====== ENTRIES SHOWN
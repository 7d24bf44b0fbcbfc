//! # fmsearch-rust
//!
//! 面向生物序列的近似匹配引擎：在双向 FM 索引上按搜索方案（search
//! scheme）做容错搜索。
//!
//! 本 crate 提供：
//!
//! - **索引构建**：参考序列拼接（delimited / 非 delimited / 镜像反链）、
//!   后缀数组、BWT、可插拔排名字典后端与稀疏 SA 采样器
//! - **搜索方案**：生成、校验（有效 / 完备 / 非冗余）、分块展开与
//!   节点数估价
//! - **容错搜索**：汉明 / 编辑距离回溯驱动，best-hits 模式与命中上限
//! - **并行批处理**：rayon 线程池按批调度查询并合并命中
//!
//! ## 快速示例
//!
//! ```rust,no_run
//! use fmsearch_rust::index::{BiFmIndex, BuildOpts};
//! use fmsearch_rust::search::{batch, Distance};
//!
//! // 构建索引（序列已转为排名编码：1:A 2:C 3:G 4:T）
//! let refs = vec![vec![1u8, 2, 3, 4, 1, 2, 3, 4]];
//! let index = BiFmIndex::build(&refs, BuildOpts::default()).unwrap();
//!
//! // 1 个错误以内搜索
//! let queries = vec![vec![1u8, 3, 3, 4]];
//! let opts = batch::BatchOpts { errors: 1, ..batch::BatchOpts::default() };
//! match batch::run(&index, &queries, &opts).unwrap() {
//!     batch::BatchOutput::Hits(hits) => {
//!         for h in hits {
//!             println!("query {} -> seq {} pos {} ({} errors)", h.query, h.seq, h.pos, h.errors);
//!         }
//!     }
//!     _ => unreachable!(),
//! }
//! ```
//!
//! ## 模块说明
//!
//! - [`alphabet`] — 字符与排名编码、反向互补、未知字符策略
//! - [`io`] — FASTA 解析与查询装载
//! - [`index`] — 后缀数组、BWT、排名字典、采样器、双向 FM 索引与持久化
//! - [`scheme`] — 搜索方案的生成、校验、展开与估价
//! - [`search`] — 回溯搜索驱动与并行批处理
//! - [`sim`] — 读段模拟器

pub mod alphabet;
pub mod index;
pub mod io;
pub mod scheme;
pub mod search;
pub mod sim;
============
* WHAT YOU SHOULD DO
Show all lines in the records above that hold "后缀数组".

* SOLUTION TO THIS EXERCISE
//!   后缀数组、BWT、可插拔排名字典后端与稀疏 SA 采样器
//! - [`index`] — 后缀数组、BWT、排名字典、采样器、双向 FM 索引与持久化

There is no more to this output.